The typical way that’s handled in real mapping apps is to define some theshold where points which overlap beyond the threshold are combined and a single icon is placed on the centroid spot. Then the user can zoom in to expand the presentation until the points are no longer overlapped beyond the threshold. At which time teh points begin to render out as individual points.
The threshold is, or ought to be, scale sensitive. In effect it’s a pixel-based threshold, not a lat/long or mileage-based threshold. In real serious apps, we introduce some hysteresis into the thresholding function so we don’t get jittery behavior as folks run the zoom up & down.
Optionally, the app can create some kind of hover-over or click action on the combined icon which causes it to explode into some better representation of its constituents.
One thing you want to try to avoid when building a map application is simply placing dots at the centroid of a large area, e.g.
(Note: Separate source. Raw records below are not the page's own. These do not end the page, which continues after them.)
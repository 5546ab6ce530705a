use std::path::{Path, PathBuf};

use clap::{Args, Parser, Subcommand};
use serde_json::{Value, json};
use sqlite_cursor::{CellValue, Database, DatabaseConfig};
use tracing::debug;
use tracing_subscriber::EnvFilter;

const PACKAGE_VERSION: &str = env!("CARGO_PKG_VERSION");

/// Exit status of `has-table` when the table is absent.
const EXIT_NOT_FOUND: i32 = 2;

#[derive(Debug, Clone, Copy, PartialEq, Eq, clap::ValueEnum)]
enum CliOutputFormat {
    Table,
    Json,
}

#[derive(Debug, Parser)]
#[command(name = "sqlcursor")]
#[command(about = "Query SQLite databases through typed cursors")]
#[command(version = PACKAGE_VERSION)]
struct Cli {
    /// YAML file with connection settings.
    #[arg(long, global = true)]
    config: Option<PathBuf>,
    /// Log debug output to stderr.
    #[arg(short, long, global = true)]
    verbose: bool,
    #[command(subcommand)]
    command: Command,
}

#[derive(Debug, Subcommand)]
enum Command {
    /// Run a single SQL statement and print its rows.
    Query(QueryArgs),
    /// List the tables in a database.
    Tables(TablesArgs),
    /// Exit 0 if a table exists, 2 if it does not.
    HasTable(HasTableArgs),
    /// Run a batch of semicolon-separated statements.
    Exec(ExecArgs),
}

#[derive(Debug, Args)]
struct QueryArgs {
    /// Database file path.
    #[arg(long)]
    db: PathBuf,
    /// SQL statement to run.
    sql: String,
    /// Positional parameter value, bound in order starting at ?1.
    /// Integers, floats, and the keyword NULL are recognised; anything else
    /// binds as text.
    #[arg(long = "param", value_name = "VALUE", allow_hyphen_values = true)]
    params: Vec<String>,
    /// Output format.
    #[arg(long, value_enum, default_value_t = CliOutputFormat::Table)]
    format: CliOutputFormat,
}

#[derive(Debug, Args)]
struct TablesArgs {
    /// Database file path.
    #[arg(long)]
    db: PathBuf,
}

#[derive(Debug, Args)]
struct HasTableArgs {
    /// Database file path.
    #[arg(long)]
    db: PathBuf,
    /// Table name.
    name: String,
}

#[derive(Debug, Args)]
struct ExecArgs {
    /// Database file path.
    #[arg(long)]
    db: PathBuf,
    /// SQL batch to run.
    sql: String,
}

fn main() {
    let cli = Cli::parse();
    init_tracing(cli.verbose);

    let result = load_config(cli.config.as_deref()).and_then(|config| match cli.command {
        Command::Query(args) => run_query(args, &config).map(|()| 0),
        Command::Tables(args) => run_tables(args, &config).map(|()| 0),
        Command::HasTable(args) => {
            run_has_table(args, &config).map(|found| if found { 0 } else { EXIT_NOT_FOUND })
        }
        Command::Exec(args) => run_exec(args, &config).map(|()| 0),
    });

    match result {
        Ok(0) => {}
        Ok(code) => std::process::exit(code),
        Err(err) => {
            eprintln!("error: {err}");
            std::process::exit(1);
        }
    }
}

fn init_tracing(verbose: bool) {
    let env_filter = if verbose {
        EnvFilter::new("debug")
    } else {
        EnvFilter::try_from_default_env().unwrap_or_else(|_| EnvFilter::new("warn"))
    };
    let _ = tracing_subscriber::fmt()
        .with_env_filter(env_filter)
        .with_target(false)
        .with_writer(std::io::stderr)
        .try_init();
}

fn load_config(path: Option<&Path>) -> Result<DatabaseConfig, String> {
    match path {
        Some(path) => DatabaseConfig::load(path)
            .map_err(|e| format!("Failed to load config '{}': {e}", path.display())),
        None => Ok(DatabaseConfig::default()),
    }
}

fn open_database(path: &Path, config: &DatabaseConfig) -> Result<Database, String> {
    Database::open_with_config(path, config)
        .map_err(|e| format!("Failed to open database '{}': {e}", path.display()))
}

// ---------------------------------------------------------------------------
// query command
// ---------------------------------------------------------------------------

fn run_query(args: QueryArgs, config: &DatabaseConfig) -> Result<(), String> {
    let db = open_database(&args.db, config)?;
    let params: Vec<CellValue<'static>> = args.params.iter().map(|raw| parse_param(raw)).collect();
    debug!(params = params.len(), "running query");

    let statement = db
        .prepare_with(&args.sql, &params)
        .map_err(|e| format!("Failed to prepare query: {e}"))?;
    let columns = (0..statement.column_count())
        .map(|column| statement.column_name(column))
        .collect::<Result<Vec<_>, _>>()
        .map_err(|e| format!("Failed to read column names: {e}"))?;

    let mut rows = Vec::new();
    for row in db
        .exec_statement(statement)
        .map_err(|e| format!("Query failed: {e}"))?
    {
        let row = row.map_err(|e| format!("Query failed: {e}"))?;
        rows.push(row.into_columns().into_iter().map(|cell| cell.value).collect::<Vec<_>>());
    }

    match args.format {
        CliOutputFormat::Table => print!("{}", format_table(&columns, &rows)),
        CliOutputFormat::Json => {
            let rendered = serde_json::to_string_pretty(&format_json(&columns, &rows))
                .map_err(|e| format!("Failed to serialize rows: {e}"))?;
            println!("{rendered}");
        }
    }
    Ok(())
}

// ---------------------------------------------------------------------------
// tables / has-table / exec commands
// ---------------------------------------------------------------------------

fn run_tables(args: TablesArgs, config: &DatabaseConfig) -> Result<(), String> {
    let db = open_database(&args.db, config)?;
    let tables = db
        .tables()
        .map_err(|e| format!("Failed to list tables: {e}"))?;
    for table in tables {
        println!("{table}");
    }
    Ok(())
}

fn run_has_table(args: HasTableArgs, config: &DatabaseConfig) -> Result<bool, String> {
    let db = open_database(&args.db, config)?;
    let found = db
        .has_table(&args.name)
        .map_err(|e| format!("Failed to look up table '{}': {e}", args.name))?;
    if found {
        println!("Table '{}' exists.", args.name);
    } else {
        println!("Table '{}' not found.", args.name);
    }
    Ok(found)
}

fn run_exec(args: ExecArgs, config: &DatabaseConfig) -> Result<(), String> {
    let db = open_database(&args.db, config)?;
    db.execute_batch(&args.sql)
        .map_err(|e| format!("Batch failed: {e}"))?;
    println!("Batch executed against '{}'.", args.db.display());
    Ok(())
}

// ---------------------------------------------------------------------------
// Helpers
// ---------------------------------------------------------------------------

/// Interprets a `--param` value: integer, then finite float, then `NULL`,
/// otherwise text.
fn parse_param(raw: &str) -> CellValue<'static> {
    if let Ok(value) = raw.parse::<i64>() {
        return CellValue::Integer(value);
    }
    if let Ok(value) = raw.parse::<f64>() {
        if value.is_finite() {
            return CellValue::Float(value);
        }
    }
    if raw == "NULL" {
        return CellValue::Null;
    }
    CellValue::from(raw.to_string())
}

fn render_cell(value: &CellValue<'_>) -> String {
    if value.is_null() {
        "NULL".to_string()
    } else {
        value.to_string()
    }
}

/// Tab-separated header line followed by one line per row.
fn format_table(columns: &[String], rows: &[Vec<CellValue<'static>>]) -> String {
    let mut out = columns.join("\t");
    out.push('\n');
    for row in rows {
        let cells: Vec<String> = row.iter().map(render_cell).collect();
        out.push_str(&cells.join("\t"));
        out.push('\n');
    }
    out
}

fn cell_to_json(value: &CellValue<'_>) -> Value {
    match value {
        CellValue::Float(v) => serde_json::Number::from_f64(*v).map_or(Value::Null, Value::Number),
        CellValue::Integer(v) => json!(v),
        CellValue::Text(v) => json!(v),
        // Hex, matching the table rendering.
        CellValue::Blob(_) => json!(value.to_string()),
        CellValue::Null => Value::Null,
    }
}

fn format_json(columns: &[String], rows: &[Vec<CellValue<'static>>]) -> Value {
    let rows: Vec<Value> = rows
        .iter()
        .map(|row| Value::Array(row.iter().map(cell_to_json).collect()))
        .collect();
    json!({ "columns": columns, "rows": rows })
}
Texas. The nature of a point is that it has an implied precision. e.g. It is at [+35.1234, -95.5432]. It is not at “Texas”.
If you have only have area data, use an area representation. For example, color each state a different hue, and use saturation to indicate hit count within the state. e.g. 40 hits for Texas makes all of Texas bright yellow, while 3 hits in in New Mexico makes it very pale green.
See http://www.esri.com/software/mapit/whats-new.html for a picture which shows the idea. Looking at their demos & showcases will give you an idea of how the pros do it. No, I don’t work for them. But my firm does use their stuff.
Using your example of 10 dots, where the dots populate in a somewhat triangular pattern, a formula to determine the number of columns and rows would look like this:
wolframalpha format:
[x=10, Ceiling[Sqrt[x],1], max(Ceiling[Sqrt[x-1],1],1)](http://www.wolframalpha.com/input/?i=x%3D10%2C+Ceiling%5BSqrt%5Bx%5D%2C1%5D%2C+max%28Ceiling%5BSqrt%5Bx-1%5D%2C1%5D%2C1%29)
Set **x** equal to **10** and the formulas yield **4** columns and **3** rows which matches your example.
You can experiment with different values of x to see how the rows and column counts change.
You can easily adapt the formula for MS Excel by replacing the square brackets with parentheses. You also need to put each formula separated by commas into separate cells.
If you want to know the exact number of dots for each row (how many dots are placed on row #1, and how many dots are placed on row #2, etc), you need another formula which lets you solve for a particular row #. I ran out of time this morning before doing this. However, the formula given so far will at least give you the maximum boundary of the dots – this might be good enough.
EDIT: Btw, Wolframalpha also has extensive graphing and visualization functions to actually plot the dots but I’m not knowledgeable enough to give examples.